§ YOUR GOAL
Give back one number only: how many lines in the material below contain "between".

§ EXTRACTED DATA
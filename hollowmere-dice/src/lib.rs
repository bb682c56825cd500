//! Seeded dice rolling: arbitrary `NdM±K` notation plus the d20 check helper
//! (advantage/disadvantage, crit detection) every other subsystem builds on.

use rand::{Rng, SeedableRng};
use rand_chacha::ChaCha8Rng;
use serde::{Deserialize, Serialize};
use thiserror::Error;

#[derive(Debug, Error, PartialEq, Eq)]
pub enum DiceError {
    #[error("invalid dice notation: {0}")]
    InvalidNotation(String),
    #[error("dice count must be between 1 and 100, got {0}")]
    CountOutOfRange(i64),
    #[error("die size must be between 2 and 1000, got {0}")]
    SidesOutOfRange(i64),
}

/// Advantage/disadvantage state for a d20 check.
#[derive(Debug, Clone, Copy, PartialEq, Eq, Serialize, Deserialize)]
pub enum Advantage {
    Normal,
    Advantage,
    Disadvantage,
}

/// Result of a single `NdM±K` roll.
#[derive(Debug, Clone, PartialEq, Eq, Serialize, Deserialize)]
pub struct RollResult {
    pub notation: String,
    pub rolls: Vec<i64>,
    pub modifier: i64,
    pub total: i64,
}

/// Result of a d20 ability/skill check, including advantage bookkeeping.
#[derive(Debug, Clone, PartialEq, Eq, Serialize, Deserialize)]
pub struct D20Result {
    pub raw_dice: Vec<i64>,
    pub chosen: i64,
    pub modifier: i64,
    pub total: i64,
    pub nat20: bool,
    pub nat1: bool,
}

/// Per-session source of randomness. Seedable so tests and replays are
/// deterministic; the production path seeds from OS entropy.
pub struct Dice {
    rng: ChaCha8Rng,
}

impl Dice {
    /// Seed from OS entropy. Use for live sessions.
    pub fn from_entropy() -> Self {
        Self {
            rng: ChaCha8Rng::from_rng(&mut rand::rng()),
        }
    }

    /// Seed deterministically. Use for tests and the `RNG_SEED` env hook.
    pub fn from_seed(seed: u64) -> Self {
        Self {
            rng: ChaCha8Rng::seed_from_u64(seed),
        }
    }

    /// Roll `NdM±K` notation, e.g. `"2d6+3"`, `"1d20"`, `"4d6-1"`.
    pub fn roll(&mut self, notation: &str) -> Result<RollResult, DiceError> {
        let (count, sides, modifier) = parse_notation(notation)?;
        if !(1..=100).contains(&count) {
            return Err(DiceError::CountOutOfRange(count));
        }
        if !(2..=1000).contains(&sides) {
            return Err(DiceError::SidesOutOfRange(sides));
        }
        let rolls: Vec<i64> = (0..count).map(|_| self.rng.random_range(1..=sides)).collect();
        let total = rolls.iter().sum::<i64>() + modifier;
        Ok(RollResult {
            notation: notation.to_string(),
            rolls,
            modifier,
            total,
        })
    }

    /// Roll 4d6, drop the lowest die. Used for ability-score generation.
    pub fn roll_4d6_drop_lowest(&mut self) -> i64 {
        let mut rolls: Vec<i64> = (0..4).map(|_| self.rng.random_range(1..=6)).collect();
        rolls.sort_unstable();
        rolls[1..].iter().sum()
    }

    /// Roll a single die of `sides` faces.
    pub fn roll_die(&mut self, sides: i64) -> i64 {
        self.rng.random_range(1..=sides)
    }

    /// d20 check with a flat modifier and advantage state. Advantage rolls
    /// two d20s and keeps the higher; disadvantage keeps the lower.
    pub fn roll_d20(&mut self, modifier: i64, advantage: Advantage) -> D20Result {
        let raw_dice: Vec<i64> = match advantage {
            Advantage::Normal => vec![self.rng.random_range(1..=20)],
            Advantage::Advantage | Advantage::Disadvantage => vec![
                self.rng.random_range(1..=20),
                self.rng.random_range(1..=20),
            ],
        };
        let chosen = match advantage {
            Advantage::Normal => raw_dice[0],
            Advantage::Advantage => *raw_dice.iter().max().unwrap(),
            Advantage::Disadvantage => *raw_dice.iter().min().unwrap(),
        };
        D20Result {
            nat20: chosen == 20,
            nat1: chosen == 1,
            total: chosen + modifier,
            raw_dice,
            chosen,
            modifier,
        }
    }

    /// Roll `percent` in `[0.0, 1.0]` probability check, e.g. for spawn chances.
    pub fn chance(&mut self, percent: f64) -> bool {
        self.rng.random_range(0.0..1.0) < percent
    }

    /// Pick a uniformly random index in `0..len`. Panics if `len == 0`.
    pub fn pick_index(&mut self, len: usize) -> usize {
        self.rng.random_range(0..len)
    }
}

fn parse_notation(notation: &str) -> Result<(i64, i64, i64), DiceError> {
    let s = notation.trim();
    let (count_str, rest) = s
        .split_once('d')
        .ok_or_else(|| DiceError::InvalidNotation(notation.to_string()))?;
    let count: i64 = count_str
        .trim()
        .parse()
        .map_err(|_| DiceError::InvalidNotation(notation.to_string()))?;

    let (sides_str, modifier) = if let Some(idx) = rest.find(['+', '-']) {
        let (sides_part, sign_part) = rest.split_at(idx);
        let modifier: i64 = sign_part
            .trim()
            .replace(' ', "")
            .parse()
            .map_err(|_| DiceError::InvalidNotation(notation.to_string()))?;
        (sides_part, modifier)
    } else {
        (rest, 0)
    };
    let sides: i64 = sides_str
        .trim()
        .parse()
        .map_err(|_| DiceError::InvalidNotation(notation.to_string()))?;
    Ok((count, sides, modifier))
}

#[cfg(test)]
mod tests {
    use super::*;

    #[test]
    fn parses_plain_notation() {
        let (count, sides, modifier) = parse_notation("2d6").unwrap();
        assert_eq!((count, sides, modifier), (2, 6, 0));
    }

    #[test]
    fn parses_notation_with_positive_modifier() {
        let (count, sides, modifier) = parse_notation("1d20+5").unwrap();
        assert_eq!((count, sides, modifier), (1, 20, 5));
    }

    #[test]
    fn parses_notation_with_negative_modifier() {
        let (count, sides, modifier) = parse_notation("4d6-1").unwrap();
        assert_eq!((count, sides, modifier), (4, 6, -1));
    }

    #[test]
    fn rejects_garbage_notation() {
        assert!(parse_notation("not-a-roll").is_err());
        assert!(parse_notation("d20").is_err());
    }

    #[test]
    fn roll_total_matches_sum_plus_modifier() {
        let mut dice = Dice::from_seed(42);
        let result = dice.roll("3d6+2").unwrap();
        assert_eq!(result.rolls.len(), 3);
        assert_eq!(result.total, result.rolls.iter().sum::<i64>() + 2);
        for r in &result.rolls {
            assert!((1..=6).contains(r));
        }
    }

    #[test]
    fn advantage_keeps_higher_die() {
        let mut dice = Dice::from_seed(1);
        for _ in 0..200 {
            let result = dice.roll_d20(0, Advantage::Advantage);
            assert_eq!(result.raw_dice.len(), 2);
            assert_eq!(result.chosen, *result.raw_dice.iter().max().unwrap());
        }
    }

    #[test]
    fn disadvantage_keeps_lower_die() {
        let mut dice = Dice::from_seed(2);
        for _ in 0..200 {
            let result = dice.roll_d20(0, Advantage::Disadvantage);
            assert_eq!(result.chosen, *result.raw_dice.iter().min().unwrap());
        }
    }

    #[test]
    fn nat20_and_nat1_detected() {
        let mut dice = Dice::from_seed(7);
        let mut saw_nat20 = false;
        let mut saw_nat1 = false;
        for _ in 0..2000 {
            let result = dice.roll_d20(0, Advantage::Normal);
            if result.chosen == 20 {
                assert!(result.nat20);
                saw_nat20 = true;
            }
            if result.chosen == 1 {
                assert!(result.nat1);
                saw_nat1 = true;
            }
        }
        assert!(saw_nat20 && saw_nat1);
    }

    #[test]
    fn drop_lowest_discards_minimum_of_four() {
        let mut dice = Dice::from_seed(3);
        for _ in 0..100 {
            let total = dice.roll_4d6_drop_lowest();
            assert!((3..=18).contains(&total));
        }
    }

    #[test]
    fn rejects_out_of_range_counts_and_sides() {
        let mut dice = Dice::from_seed(5);
        assert!(matches!(
            dice.roll("0d6"),
            Err(DiceError::CountOutOfRange(0))
        ));
        assert!(matches!(
            dice.roll("1d1"),
            Err(DiceError::SidesOutOfRange(1))
        ));
    }

    proptest::proptest! {
        #[test]
        fn roll_total_always_within_bounds(count in 1i64..20, sides in 2i64..20, modifier in -10i64..10) {
            let notation = if modifier >= 0 {
                format!("{count}d{sides}+{modifier}")
            } else {
                format!("{count}d{sides}{modifier}")
            };
            let mut dice = Dice::from_seed(99);
            let result = dice.roll(&notation).unwrap();
            let min = count + modifier;
            let max = count * sides + modifier;
            proptest::prop_assert!(result.total >= min && result.total <= max);
        }
    }
}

§ YOUR RESPONSE
2